Confronting the trio of blind witches in their cave – it is always a cave, isn’t it? – Jason demonstrates his passion with some pretty rough behaviour. As Hercules and Pythagoras watch on, he threatens to mutilate the grotesque eye (on a chain) of the cackling harpies unless they reveal how to remedy Ariadne’s plight.
While their answer is relatively straight-forward it is the additional information they volunteer, namely that Medea and Jason’s fates are intertwined and he dare not kill her, which proves to be the most interesting.
As the story pushes forward there is time for an attack by blood scenting pterodactyls, a rare CGI monster moment in a much more practically based season, and the tease of a Mother/Son reveal for Jason during a confrontation with Pasiphae.
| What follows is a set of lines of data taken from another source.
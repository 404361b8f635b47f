//! HTTP client wrapper for the backend API.
//!
//! Every request gets the base URL prefix, JSON default headers, the fixed
//! timeout and, when the session holds one, `Authorization: Bearer <token>`.
//! Responses all go through [`ApiClient::handle_response`].

use std::sync::Arc;

use reqwest::header::{ACCEPT, CONTENT_TYPE, HeaderMap, HeaderValue};
use reqwest::{Method, RequestBuilder, StatusCode};
use secrecy::ExposeSecret;
use serde::Serialize;
use serde::de::DeserializeOwned;
use tracing::{debug, instrument, warn};
use url::Url;

use crate::config::ClientConfig;
use crate::error::{ApiError, LOGIN_ROUTE, extract_error_message};
use crate::resources::{
    AgentsClient, AiClient, AnalyticsClient, BacklogClient, JiraClient, ProjectsClient,
    SprintsClient, StandupsClient, TeamsClient,
};
use crate::session::Session;

/// Backend API client.
///
/// Cheap to clone; clones share the connection pool and the session.
#[derive(Clone)]
pub struct ApiClient {
    inner: Arc<ApiClientInner>,
}

struct ApiClientInner {
    client: reqwest::Client,
    base_url: String,
    session: Session,
}

impl std::fmt::Debug for ApiClient {
    fn fmt(&self, f: &mut std::fmt::Formatter<'_>) -> std::fmt::Result {
        f.debug_struct("ApiClient")
            .field("base_url", &self.inner.base_url)
            .field("session", &self.inner.session)
            .finish_non_exhaustive()
    }
}

impl ApiClient {
    /// Create a new API client.
    ///
    /// # Errors
    ///
    /// Returns `ApiError::InvalidConfig` if the base URL is invalid or the
    /// underlying HTTP client cannot be built.
    pub fn new(config: &ClientConfig, session: Session) -> Result<Self, ApiError> {
        Url::parse(&config.base_url).map_err(|e| ApiError::InvalidConfig(e.to_string()))?;

        let mut headers = HeaderMap::new();
        headers.insert(ACCEPT, HeaderValue::from_static("application/json"));
        headers.insert(CONTENT_TYPE, HeaderValue::from_static("application/json"));

        let client = reqwest::Client::builder()
            .default_headers(headers)
            .timeout(config.timeout)
            .user_agent(config.user_agent.as_str())
            .build()
            .map_err(|e| ApiError::InvalidConfig(e.to_string()))?;

        Ok(Self {
            inner: Arc::new(ApiClientInner {
                client,
                base_url: config.base_url.trim_end_matches('/').to_string(),
                session,
            }),
        })
    }

    /// The session whose token is attached to requests.
    #[must_use]
    pub fn session(&self) -> &Session {
        &self.inner.session
    }

    #[must_use]
    pub fn base_url(&self) -> &str {
        &self.inner.base_url
    }

    // Resource accessors

    #[must_use]
    pub fn teams(&self) -> TeamsClient<'_> {
        TeamsClient::new(self)
    }

    #[must_use]
    pub fn projects(&self) -> ProjectsClient<'_> {
        ProjectsClient::new(self)
    }

    #[must_use]
    pub fn sprints(&self) -> SprintsClient<'_> {
        SprintsClient::new(self)
    }

    #[must_use]
    pub fn backlog(&self) -> BacklogClient<'_> {
        BacklogClient::new(self)
    }

    #[must_use]
    pub fn standups(&self) -> StandupsClient<'_> {
        StandupsClient::new(self)
    }

    #[must_use]
    pub fn ai(&self) -> AiClient<'_> {
        AiClient::new(self)
    }

    #[must_use]
    pub fn analytics(&self) -> AnalyticsClient<'_> {
        AnalyticsClient::new(self)
    }

    #[must_use]
    pub fn agents(&self) -> AgentsClient<'_> {
        AgentsClient::new(self)
    }

    #[must_use]
    pub fn jira(&self) -> JiraClient<'_> {
        JiraClient::new(self)
    }

    // Request helpers

    /// GET `path` and parse the JSON body.
    ///
    /// # Errors
    ///
    /// See [`ApiClient::handle_response`].
    pub async fn get<T: DeserializeOwned>(&self, path: &str) -> Result<T, ApiError> {
        self.send(self.request(Method::GET, path)).await
    }

    /// GET `path` with query parameters.
    ///
    /// # Errors
    ///
    /// See [`ApiClient::handle_response`].
    pub async fn get_with_query<T, Q>(&self, path: &str, query: &Q) -> Result<T, ApiError>
    where
        T: DeserializeOwned,
        Q: Serialize + ?Sized,
    {
        self.send(self.request(Method::GET, path).query(query)).await
    }

    /// POST a JSON body to `path`.
    ///
    /// # Errors
    ///
    /// See [`ApiClient::handle_response`].
    pub async fn post<T, B>(&self, path: &str, body: &B) -> Result<T, ApiError>
    where
        T: DeserializeOwned,
        B: Serialize + ?Sized,
    {
        self.send(self.request(Method::POST, path).json(body)).await
    }

    /// POST to `path` with query parameters and no body.
    ///
    /// # Errors
    ///
    /// See [`ApiClient::handle_response`].
    pub async fn post_with_query<T, Q>(&self, path: &str, query: &Q) -> Result<T, ApiError>
    where
        T: DeserializeOwned,
        Q: Serialize + ?Sized,
    {
        self.send(self.request(Method::POST, path).query(query)).await
    }

    /// PUT a JSON body to `path`.
    ///
    /// # Errors
    ///
    /// See [`ApiClient::handle_response`].
    pub async fn put<T, B>(&self, path: &str, body: &B) -> Result<T, ApiError>
    where
        T: DeserializeOwned,
        B: Serialize + ?Sized,
    {
        self.send(self.request(Method::PUT, path).json(body)).await
    }

    /// DELETE `path`.
    ///
    /// # Errors
    ///
    /// See [`ApiClient::handle_response`].
    pub async fn delete<T: DeserializeOwned>(&self, path: &str) -> Result<T, ApiError> {
        self.send(self.request(Method::DELETE, path)).await
    }

    fn request(&self, method: Method, path: &str) -> RequestBuilder {
        let url = format!("{}{path}", self.inner.base_url);
        let builder = self.inner.client.request(method, url);

        match self.inner.session.token() {
            Some(token) => builder.bearer_auth(token.expose_secret()),
            None => builder,
        }
    }

    #[instrument(skip_all)]
    async fn send<T: DeserializeOwned>(&self, builder: RequestBuilder) -> Result<T, ApiError> {
        let response = builder.send().await?;
        self.handle_response(response).await
    }

    /// Turn a response into a parsed body or a typed error.
    ///
    /// # Errors
    ///
    /// - `ApiError::Unauthorized` on 401, after clearing the session
    /// - `ApiError::Status` on any other non-success status
    /// - `ApiError::Parse` if the body does not match `T`
    async fn handle_response<T: DeserializeOwned>(
        &self,
        response: reqwest::Response,
    ) -> Result<T, ApiError> {
        let status = response.status();
        let url = response.url().path().to_string();

        if status == StatusCode::UNAUTHORIZED {
            warn!(path = %url, "Backend returned 401, clearing session");
            self.inner.session.clear();
            return Err(ApiError::Unauthorized {
                login_route: LOGIN_ROUTE,
            });
        }

        let body = response.text().await?;

        if !status.is_success() {
            debug!(path = %url, status = status.as_u16(), "Backend returned error status");
            return Err(ApiError::Status {
                status: status.as_u16(),
                message: extract_error_message(&body),
            });
        }

        serde_json::from_str(&body)
            .map_err(|e| ApiError::Parse(format!("Failed to parse response from {url}: {e}")))
    }
}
Really though, it is all about the tease of Medea’s connection with Jason, with a troubling frisson between the pair seemingly destined to complicate his relationship with Ariadne, whose proposal he accepts in the episode’s final moments.
As ever, Mark Addy’s Hercules gets some of the best lines in the show, and we particularly enjoyed his grumbly reminiscence for the days when you could kill a witch and not worry about the consequences.
In the scenes with the grieving seer Orpheus, we see his conscience pricked as to Medusa’s plight and later he voices a justifiable concern; what has he been doing to fulfil his promise to rescue Medusa from her plight? Hopefully the latter half of the run will deliver on that.
In the meantime, while we wait for the show to return, we can but ponder where it might be going. Even if he was able to neutralise the threat of Pasiphae, surely Jason could not be settled as Ariadne’s consort, even with Pythagoras installed as his personal physician and Hercules as the court jester. We are sure the fates have much more danger and excitement in store!
Aired at 7.55pm on Saturday 20 December 2014 on BBC One.